Mi familiar desaparecido es mi padre, quien fue desaparecido en el año 2004, víctima de una ejecución extra judicial. Los hechos ocurrieron en la Palma, Cundinamarca. Mi padre trabajaba en una mina  de esmeralda en Boyacá, él de eso nos sustentaba. Él trabajaba en la mina, como decimos allá se rebuscaba, de ahí el hizo la casa en la que vivimos,  de ahí, de ese trabajo. Él era esmeraldero y se caracterizaba porque era una persona muy noble, la gente del pueblo lo estimaba mucho por eso, era muy sociable.

La Fiscalía tiene algunas pistas del Batallón que operaba en ese entonces, en realidad si se tienen algunas personas identificadas, hasta el momento ha habido audiencias, es lo que la Fiscalía nos ha informado, que algunos de estos militares se les han hecho audiencias pero hasta el momento no nos han dicho bien a ciencia cierta que ha pasado con el caso.

En  ese entonces los restos de mi padre los echaron en una fosa común. No recuerdo bien pero ya hace como 4 o 5 años la Fundación Nydia Erika Bautista junto con la Fiscalía trabajaron para poder identificar los restos de mi padre. Nos hicieron una prueba de ADN a mi madre, a mi hermano y a mí, para que así los forenses pudieran hacer la identificación de los restos. Cuando fueron, solamente encontraron las maxilares. Resulta que mi padre tenía puente, algo que nos ayudó mucho ya que mi madre reconoció el puente. Aún así nos hicieron la prueba y salió positiva dándonos cuenta de que esos restos pertenecían a él. Lo demás no se pudo encontrar, solo fueron las maxilares. la Fiscalía nos entregó esos maxilares para poder hacer la ceremonia digna, porque a él no lo pudimos  sepultar dignamente, cuando llegamos ya lo habían sepultado. La Fiscalía nos entregó las maxilares en una cajita, la Fundación nos colaboró para darles una cristiana sepultura; entonces gracias a Dios a mi padre lo encontramos, ahora estamos es a la espera de resolver por qué lo asesinaron, quiénes, para qué y por qué.

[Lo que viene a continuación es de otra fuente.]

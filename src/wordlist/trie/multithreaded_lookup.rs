use rayon::prelude::*;

use crate::wordlist::trie::trie::Trie;

impl Trie {
    /// Checks `words` against the trie on the rayon pool and returns the ones
    /// that are not in it, in input order.
    pub fn missing<'w, S>(&self, words: &'w [S]) -> Vec<&'w str>
        where S: AsRef<str> + Sync {
        words.par_iter()
            .map(|w| w.as_ref())
            .filter(|w| !self.contains(w))
            .collect()
    }
}
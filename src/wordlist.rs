pub mod trie;
pub mod wordlist;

Con el Estado la verdad es muy difícil, es una fuerte pelea con estos casos de falsos positivos y demás casos que el Estado ha cometido, es muy difícil luchar contra eso. Pienso que no nos vamos a detener y vamos a seguir buscando la verdad donde sea.

Es muy  triste ver lo que pasa en este país, ver todo lo que ha hecho el Estado, porque son quienes han generado violencia en este país. Es muy triste ver tantos casos de crímenes de lesa humanidad por parte del Estado y bueno de todas las partes en el  conflicto. Entonces no solo quisiera que se resolviera el caso de mi padre sino que hay muchos casos, demasiados casos de falsos positivos, a muchos líderes sociales y hay demasiados casos por resolver.

La verdad se tiene que saber, pero una verdad que acoja a todos, cada caso que escuchemos, cada historia de cada persona es muy importante. Miremos más a fondo lo que ha pasado en realidad  en el marco del conflicto en el país, porque hay muchos casos y muchas cosas que la gente que no sabe o que simplemente ignora.  Debemos llegar a muchas personas para sensibilizar, que no se vuelva a repetir esto que nadie más tenga que pasar por lo que hemos pasado muchas personas, que se haga justicia, que ningún caso quede en impunidad.

La Fundación ha sido muy  importante en todo este proceso, a la Unidad de búsqueda de personas  desaparecidas es un trabajo muy duro pero hay que buscar a cada persona, debe haber personas muy responsables en estos casos  y de las personas que van a  pertenecer en la Comisión de la Verdad,  que estén bien capacitadas para este caso.»